Root coverage and patient-reported outcomes of de-epithelialized gingival graft with and without leukocyte platelet-rich fibrin in multiple recession defects: a split-mouth randomized trial


Corekci A. U., Gursoy C., ÇETİNER F. D., Ayyildiz B. G., Cula S.

Journal of Periodontal and Implant Science, cilt.56, sa.1, ss.3-18, 2026 (SCI-Expanded, Scopus) identifier identifier identifier

  • Yayın Türü: Makale / Tam Makale
  • Cilt numarası: 56 Sayı: 1
  • Basım Tarihi: 2026
  • Doi Numarası: 10.5051/jpis.2404300215
  • Dergi Adı: Journal of Periodontal and Implant Science
  • Derginin Tarandığı İndeksler: Science Citation Index Expanded (SCI-EXPANDED), Scopus
  • Sayfa Sayıları: ss.3-18
  • Anahtar Kelimeler: De-epithelialized, Gingival graft, Gingival recession, Patient morbidity, Platelet-rich fibrin, Root coverage, Visual analogue scale
  • Gazi Üniversitesi Adresli: Evet

Özet

Purpose: This study was conducted to compare the clinical efficacy and patient-reported outcomes of de-epithelialized gingival graft (DGG) alone versus DGG combined with leukocyte platelet-rich fibrin (L-PRF) for the treatment of multiple adjacent gingival recessions using a coronally advanced flap technique.

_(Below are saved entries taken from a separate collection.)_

//! Property tests for risk clamping and period merging.

use chrono::{Duration, TimeZone, Utc};
use proptest::prelude::*;

use mindcast_core::models::{
    Algorithm, CascadePattern, CorrelationRiskFactor, CorrelationType, CyclePhase, Episode,
    ForecastWindow, HighRiskPeriod, PeakDay, PeakHour, SeasonalPeak, TemporalPatterns,
    UserPatterns,
};
use mindcast_forecast::algorithms::{AlgorithmContext, AlgorithmRegistry, ForecastDraft};
use mindcast_forecast::merge_periods;
use test_fixtures::StaticProfile;

fn episodes(now: chrono::DateTime<Utc>, count: usize) -> Vec<Episode> {
    (0..count)
        .map(|i| Episode {
            episode_id: i as u64 + 1,
            user_id: 1,
            episode_type: if i % 2 == 0 { "overthinking" } else { "anxiety" }.to_string(),
            episode_date: now - Duration::hours((count - i) as i64),
            severity_score: 9.0,
            trigger_category: None,
            location: None,
            has_biological_factors: true,
        })
        .collect()
}

fn firing_patterns(now: chrono::DateTime<Utc>, pct: f64) -> UserPatterns {
    use chrono::{Datelike, Timelike};
    UserPatterns {
        temporal: TemporalPatterns {
            peak_hours: vec![PeakHour { hour: now.hour(), percentage: pct }],
            peak_days: vec![PeakDay {
                day_of_week: now.weekday().number_from_monday(),
                percentage: pct,
            }],
        },
        cascades: vec![CascadePattern {
            trigger_type: "anxiety".to_string(),
            following_type: "panic".to_string(),
            probability: 0.9,
            average_delay_hours: 6.0,
            occurrences: 10,
        }],
        seasonal: vec![SeasonalPeak { month: now.month(), percentage: pct }],
    }
}

proptest! {
    #[test]
    fn every_algorithm_firing_stays_in_unit_range(
        start in 0.0f64..=1.0,
        pct in 0.0f64..=100.0,
        count in 3usize..12,
        window_idx in 0usize..4,
    ) {
        let now = Utc.with_ymd_and_hms(2026, 6, 3, 21, 0, 0).unwrap();
        let episodes = episodes(now, count);
        let patterns = firing_patterns(now, pct);
        let risks = vec![CorrelationRiskFactor {
            primary_type: "overthinking".to_string(),
            related_type: "anxiety".to_string(),
            correlation_type: CorrelationType::Concurrent,
            correlation_strength: 0.9,
            occurrences: 8,
            average_time_offset_hours: 1.0,
            primary_risk: 0.9,
            risk_increase: 0.81,
        }];
        let profile = StaticProfile::tracking(&["anxiety"])
            .with_biology(Some(CyclePhase::Luteal), Some(4.0));
        let ctx = AlgorithmContext {
            user_id: 1,
            window: ForecastWindow::ALL[window_idx],
            now,
            episodes: &episodes,
            patterns: &patterns,
            correlation_risks: &risks,
            profile: &profile,
        };

        let registry = AlgorithmRegistry::standard();
        let mut draft = ForecastDraft::starting_at(start);
        for algorithm in Algorithm::ALL {
            registry.get(algorithm).unwrap().apply(&ctx, &mut draft).unwrap();
            prop_assert!((0.0..=1.0).contains(&draft.overall_risk));
        }
    }

    #[test]
    fn merged_periods_are_sorted_and_disjoint(
        raw in prop::collection::vec((0i64..200, 1i64..24, 0.0f64..=1.0), 0..20),
    ) {
        let t0 = Utc.with_ymd_and_hms(2026, 6, 1, 0, 0, 0).unwrap();
        let input: Vec<HighRiskPeriod> = raw
            .iter()
            .map(|&(start, len, risk)| {
                HighRiskPeriod::new(
                    t0 + Duration::hours(start),
                    t0 + Duration::hours(start + len),
                    risk,
                    format!("r{start}"),
                )
            })
            .collect();
        let merged = merge_periods(input.clone());

        for pair in merged.windows(2) {
            prop_assert!(pair[0].end < pair[1].start);
        }
        for p in &input {
            let cover = merged.iter().find(|m| m.start <= p.start && p.end <= m.end);
            prop_assert!(cover.is_some());
            prop_assert!(cover.unwrap().risk_score >= p.risk_score);
        }
    }
}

Methods: In this split-mouth randomized controlled trial, 15 patients with multiple gingival recessions affecting at least 3 adjacent teeth were treated on one side with DGG only (termed the DGG group) and on the contralateral side with DGG and L-PRF (the DGG+PRF group). Clinical parameters—recession depth, recession width, probing depth, clinical attachment level, keratinized tissue width, gingival thickness, and percentage of root coverage (RC%)—were recorded at 1 month, 3 months, and 6 months postoperatively. Patient-reported outcome measures, including Oral Health Impact Profile-14 scores, postoperative pain, bleeding, discomfort, and analgesic consumption, were also assessed. Results: At T6, the mean RC% was 93.30%±6.97% in the DGG group and 95.28%±4.99% in the DGG+PRF group, with no statistically significant difference observed. Patients receiving DGG+PRF reported significantly lower discomfort on days 2, 3, and 5 and reduced pain on days 6 and 7 relative to the DGG group. Conclusions: Combining L-PRF with DGG achieves root coverage outcomes comparable to DGG alone, while significantly reducing early postoperative discomfort and morbidity.